Stuart told local media that his action was a case of poor oversight by regulators at the West Virginia Department of Agriculture, rather than a statement about the policy surrounding hemp.

“Based on the action we filed, I think it’s plain that this dispute doesn’t center on a public policy debate about industrial hemp, but on the dangers of lax regulation [and] oversight by a state agency which is trusted by the people of West Virginia to enforce its regulatory scheme,” Stuart said.

Stuart acknowledged that his suit may be unpopular but insisted that he was working in the interest of public safety.

“I understand there needs to be a boogeyman, a bad guy standing in the way, but my goal is public safety, every single day of the week,” he said.

Farmers Fighting Back

Mallory and Kale are represented by attorneys Carte Goodwin, a former U.S. senator, Phil Reale, and Booth Goodwin, a former U.S. Attorney and candidate for governor. In a brief filed in the case, Goodwin and Reale maintain that state law does not require seed to be purchased internationally.

“There is nothing in West Virginia law that imparts such an obligation on growers or that would suggest a grower who buys seeds from another state would be subject to suspension or revocation of its industrial hemp license,” according to the brief.

The defendants’ lawyers also argue that under the 2014 Farm Bill, Stuart’s office is prohibited from taking action against the farm, which they maintain is in compliance with West Virginia’s hemp agriculture pilot program.

State Government Supports Farmers

Norman Bailey, chief of staff to agriculture commissioner Kent Leonhardt, confirmed in a statement that the farm is complying with state hemp regulations.

“Matthew Mallory is in material compliance with state laws according to our records,” Bailey said. “We have requested he update any inaccuracies within his application, given the information recently provided to [the department] by [Stuart’s office].”

Bailey also noted that the state’s hemp pilot program does not specify a source of seed and that officials in both Kentucky and North Carolina have decided that buying seeds from out of state is not a violation of federal law.

Bailey said that the state is monitoring the legal action and could intervene on the farmers’ behalf. Leonhardt said in a written statement that the suit could stifle the growth of the fledgling U.S. hemp industry.

“The WVDA believes this case could have drastic, adverse effects on West Virginia’s and other states’ industrial hemp programs,” Leonhardt wrote. “This could lead to a loss of a potential cash crop for the Mountain State. As we look to agriculture’s future, we know West Virginia will have to focus on a variety of specialty crops to grow our agricultural economy. Industrial hemp has the potential to be one of those crops with the necessary infrastructure.”

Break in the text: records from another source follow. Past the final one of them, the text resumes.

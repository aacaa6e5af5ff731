//! Advisory locks backed by the database engine.
//!
//! Migrations for the same namespace are serialized with an engine-native
//! lock keyed by the namespace name; different namespaces never contend.
//!
//! - PostgreSQL: `pg_try_advisory_xact_lock(bigint)`, transaction scoped, the
//!   string key is hashed with [`lock_key_hash`].
//! - MySQL: `GET_LOCK(name, 0)` / `RELEASE_LOCK(name)`, connection scoped, the
//!   string key is used as is and must be released on the same connection.

use crate::connection::{SqlValue, TenantConnection};
use crate::error::{TenancyError, TenancyResult};
use crate::logging::{debug, log_warn};
use crate::retry::RetryPolicy;
use async_trait::async_trait;
use std::fmt;

/// FNV-1a 64-bit offset basis.
pub const FNV_OFFSET_BASIS: u64 = 0xcbf29ce484222325;

/// FNV-1a 64-bit prime.
pub const FNV_PRIME: u64 = 0x100000001b3;

/// Map a lock key to the numeric key PostgreSQL advisory locks take.
///
/// FNV-1a over the UTF-8 bytes of `key`, reinterpreted as a signed 64-bit
/// integer. Every process contending for the same namespace must derive the
/// same number, so this function must never change.
///
/// ```
/// use armature_tenancy::lock::lock_key_hash;
///
/// assert_eq!(lock_key_hash(""), 0xcbf29ce484222325_u64 as i64);
/// assert_eq!(lock_key_hash("a"), 0xaf63dc4c8601ec8c_u64 as i64);
/// ```
pub fn lock_key_hash(key: &str) -> i64 {
    let mut hash = FNV_OFFSET_BASIS;
    for byte in key.as_bytes() {
        hash ^= u64::from(*byte);
        hash = hash.wrapping_mul(FNV_PRIME);
    }
    hash as i64
}

/// How long a granted lock lives.
#[derive(Debug, Clone, Copy, PartialEq, Eq)]
pub enum LockScope {
    /// Released by the engine when the transaction ends.
    Transaction,
    /// Held until released explicitly or the connection closes.
    Session,
}

/// Engine-native try-lock primitive.
#[async_trait]
pub trait AdvisoryLock: Send + Sync + fmt::Debug {
    /// Lifetime of a granted lock.
    fn scope(&self) -> LockScope;

    /// Try to take the lock once without waiting.
    async fn try_lock(&self, conn: &mut dyn TenantConnection, key: &str) -> TenancyResult<bool>;

    /// Release the lock. A no-op for transaction-scoped locks.
    async fn unlock(&self, conn: &mut dyn TenantConnection, key: &str) -> TenancyResult<()>;
}

/// PostgreSQL transaction-scoped advisory lock.
#[derive(Debug, Clone, Copy, Default)]
pub struct PgAdvisoryXactLock;

#[async_trait]
impl AdvisoryLock for PgAdvisoryXactLock {
    fn scope(&self) -> LockScope {
        LockScope::Transaction
    }

    async fn try_lock(&self, conn: &mut dyn TenantConnection, key: &str) -> TenancyResult<bool> {
        // Outside a transaction the lock would be dropped as soon as the
        // statement finishes.
        if !conn.in_transaction() {
            return Err(TenancyError::TransactionRequired(
                "pg_try_advisory_xact_lock",
            ));
        }

        let value = conn
            .query_value(
                "SELECT pg_try_advisory_xact_lock($1)",
                &[SqlValue::Int(lock_key_hash(key))],
            )
            .await?;

        value.as_bool().ok_or_else(|| {
            TenancyError::Database(format!(
                "unexpected pg_try_advisory_xact_lock result: {value:?}"
            ))
        })
    }

    async fn unlock(&self, _conn: &mut dyn TenantConnection, _key: &str) -> TenancyResult<()> {
        Ok(())
    }
}

/// MySQL named lock (`GET_LOCK` / `RELEASE_LOCK`).
#[derive(Debug, Clone, Copy, Default)]
pub struct MySqlNamedLock {
    /// Seconds `GET_LOCK` waits inside the server. Zero means try once.
    pub wait_secs: u32,
}

#[async_trait]
impl AdvisoryLock for MySqlNamedLock {
    fn scope(&self) -> LockScope {
        LockScope::Session
    }

    async fn try_lock(&self, conn: &mut dyn TenantConnection, key: &str) -> TenancyResult<bool> {
        let value = conn
            .query_value(
                "SELECT GET_LOCK(?, ?)",
                &[SqlValue::from(key), SqlValue::Int(i64::from(self.wait_secs))],
            )
            .await?;

        match value.as_i64() {
            Some(1) => Ok(true),
            Some(0) => Ok(false),
            _ => Err(TenancyError::Database(format!(
                "GET_LOCK(`{key}`) returned {value:?}"
            ))),
        }
    }

    async fn unlock(&self, conn: &mut dyn TenantConnection, key: &str) -> TenancyResult<()> {
        let value = conn
            .query_value("SELECT RELEASE_LOCK(?)", &[SqlValue::from(key)])
            .await?;

        // 0: held by another session, NULL: no such lock.
        if value.as_i64() == Some(1) {
            Ok(())
        } else {
            Err(TenancyError::ReleaseLockFailed(key.to_string()))
        }
    }
}

/// A granted lock. Call [`LockHandle::release`] on the connection that
/// acquired it.
#[must_use = "a session-scoped lock stays held until released"]
#[derive(Debug)]
pub struct LockHandle<'l> {
    lock: &'l dyn AdvisoryLock,
    key: String,
}

impl LockHandle<'_> {
    /// The lock key.
    pub fn key(&self) -> &str {
        &self.key
    }

    /// Release the lock.
    pub async fn release(self, conn: &mut dyn TenantConnection) -> TenancyResult<()> {
        match self.lock.unlock(conn, &self.key).await {
            Ok(()) => {
                debug!(key = %self.key, "released advisory lock");
                Ok(())
            }
            Err(e) => {
                log_warn!(key = %self.key, error = %e, "failed to release advisory lock");
                Err(e)
            }
        }
    }
}

/// Take `key`, retrying with backoff when `retry` is given.
///
/// Without a policy a single failed try fails immediately. Either way the
/// error is [`TenancyError::AcquireLockFailed`] wrapping the last failure.
pub async fn acquire<'l>(
    lock: &'l dyn AdvisoryLock,
    conn: &mut dyn TenantConnection,
    key: &str,
    retry: Option<&RetryPolicy>,
) -> TenancyResult<LockHandle<'l>> {
    let mut backoff = retry.map(|policy| policy.backoff("acquire lock"));

    loop {
        let error = match lock.try_lock(conn, key).await {
            Ok(true) => {
                debug!(key, "acquired advisory lock");
                return Ok(LockHandle {
                    lock,
                    key: key.to_string(),
                });
            }
            Ok(false) => TenancyError::LockNotAcquired(key.to_string()),
            Err(e) => e,
        };

        if error.is_retryable() {
            if let Some(backoff) = backoff.as_mut() {
                if backoff.wait(&error).await {
                    continue;
                }
            }
        }

        return Err(TenancyError::AcquireLockFailed {
            key: key.to_string(),
            attempts: backoff.as_ref().map_or(1, |b| b.attempts()),
            source: Box::new(error),
        });
    }
}

#[cfg(test)]
mod tests {
    use super::*;
    use crate::testing::{Flavor, MockServer};
    use std::time::Duration;

    #[test]
    fn test_fnv1a_reference_values() {
        assert_eq!(lock_key_hash(""), FNV_OFFSET_BASIS as i64);
        assert_eq!(lock_key_hash("a"), 0xaf63dc4c8601ec8c_u64 as i64);
        assert_eq!(lock_key_hash("foobar"), 0x85944171f73967e8_u64 as i64);
    }

    #[test]
    fn test_distinct_keys_distinct_hashes() {
        assert_ne!(lock_key_hash("tenant1"), lock_key_hash("tenant2"));
        assert_eq!(lock_key_hash("public"), lock_key_hash("public"));
    }

    #[tokio::test]
    async fn test_pg_lock_requires_transaction() {
        let server = MockServer::new(Flavor::Postgres);
        let mut conn = server.connect();

        let err = PgAdvisoryXactLock.try_lock(&mut conn, "acme").await.unwrap_err();
        assert!(matches!(err, TenancyError::TransactionRequired(_)));
    }

    #[tokio::test]
    async fn test_pg_lock_is_exclusive_until_transaction_end() {
        let server = MockServer::new(Flavor::Postgres);
        let mut a = server.connect();
        let mut b = server.connect();
        a.begin().await.unwrap();
        b.begin().await.unwrap();

        let handle = acquire(&PgAdvisoryXactLock, &mut a, "acme", None).await.unwrap();
        let err = acquire(&PgAdvisoryXactLock, &mut b, "acme", None)
            .await
            .unwrap_err();
        assert!(matches!(
            err,
            TenancyError::AcquireLockFailed { attempts: 1, .. }
        ));

        // A different tenant does not contend.
        let other = acquire(&PgAdvisoryXactLock, &mut b, "globex", None).await.unwrap();

        handle.release(&mut a).await.unwrap();
        assert!(!PgAdvisoryXactLock.try_lock(&mut b, "acme").await.unwrap());

        a.commit().await.unwrap();
        assert!(PgAdvisoryXactLock.try_lock(&mut b, "acme").await.unwrap());

        other.release(&mut b).await.unwrap();
        b.commit().await.unwrap();
        assert_eq!(server.held_locks(), 0);
    }

    #[tokio::test]
    async fn test_mysql_lock_release_on_same_connection() {
        let server = MockServer::new(Flavor::MySql);
        let mut a = server.connect();
        let mut b = server.connect();
        let lock = MySqlNamedLock::default();

        let handle = acquire(&lock, &mut a, "acme", None).await.unwrap();
        assert!(!lock.try_lock(&mut b, "acme").await.unwrap());

        let err = lock.unlock(&mut b, "acme").await.unwrap_err();
        assert!(matches!(err, TenancyError::ReleaseLockFailed(_)));

        handle.release(&mut a).await.unwrap();
        assert!(lock.try_lock(&mut b, "acme").await.unwrap());

        let err = lock.unlock(&mut a, "missing").await.unwrap_err();
        assert!(matches!(err, TenancyError::ReleaseLockFailed(_)));
    }

    #[tokio::test]
    async fn test_acquire_retries_until_released() {
        let server = MockServer::new(Flavor::MySql);
        let mut holder = server.connect();
        let mut waiter = server.connect();
        let lock = MySqlNamedLock::default();

        let handle = acquire(&lock, &mut holder, "acme", None).await.unwrap();

        let waiting = tokio::spawn(async move {
            let lock = MySqlNamedLock::default();
            let policy = RetryPolicy::new(10, Duration::from_millis(5), Duration::from_millis(20));
            acquire(&lock, &mut waiter, "acme", Some(&policy))
                .await
                .map(|granted| granted.key().to_string())
        });

        tokio::time::sleep(Duration::from_millis(30)).await;
        handle.release(&mut holder).await.unwrap();

        assert_eq!(waiting.await.unwrap().unwrap(), "acme");
    }

    #[tokio::test]
    async fn test_acquire_exhausts_retries() {
        let server = MockServer::new(Flavor::MySql);
        let mut holder = server.connect();
        let mut waiter = server.connect();
        let lock = MySqlNamedLock::default();

        let _held = acquire(&lock, &mut holder, "acme", None).await.unwrap();

        let policy = RetryPolicy::new(2, Duration::from_millis(1), Duration::from_millis(2));
        let err = acquire(&lock, &mut waiter, "acme", Some(&policy))
            .await
            .unwrap_err();

        match err {
            TenancyError::AcquireLockFailed {
                key,
                attempts,
                source,
            } => {
                assert_eq!(key, "acme");
                assert_eq!(attempts, 3);
                assert!(matches!(*source, TenancyError::LockNotAcquired(_)));
            }
            other => panic!("unexpected error: {other}"),
        }
    }

    #[tokio::test]
    async fn test_non_retryable_errors_fail_fast() {
        let server = MockServer::new(Flavor::Postgres);
        let mut conn = server.connect();

        let policy = RetryPolicy::new(5, Duration::from_millis(1), Duration::from_millis(1));
        let err = acquire(&PgAdvisoryXactLock, &mut conn, "acme", Some(&policy))
            .await
            .unwrap_err();

        assert!(matches!(
            err,
            TenancyError::AcquireLockFailed { attempts: 1, .. }
        ));
    }
}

“We are confused on why the U.S. Attorney’s Office is working so diligently to thwart a growing agricultural industry in the state,” he added. “Especially, one that Congress has clearly shown its support for, and when there are so many other serious issues affecting West Virginia.”

Suit Still to Be Decided

Although the federal lawsuit is still pending, the defendants’ legal team has seen some success. Judge Robert C. Chambers has limited the terms of a temporary restraining order calling on the farmers to cease operations and will allow them to harvest, dry, and process their crop, although they will not be able to transport or sell it.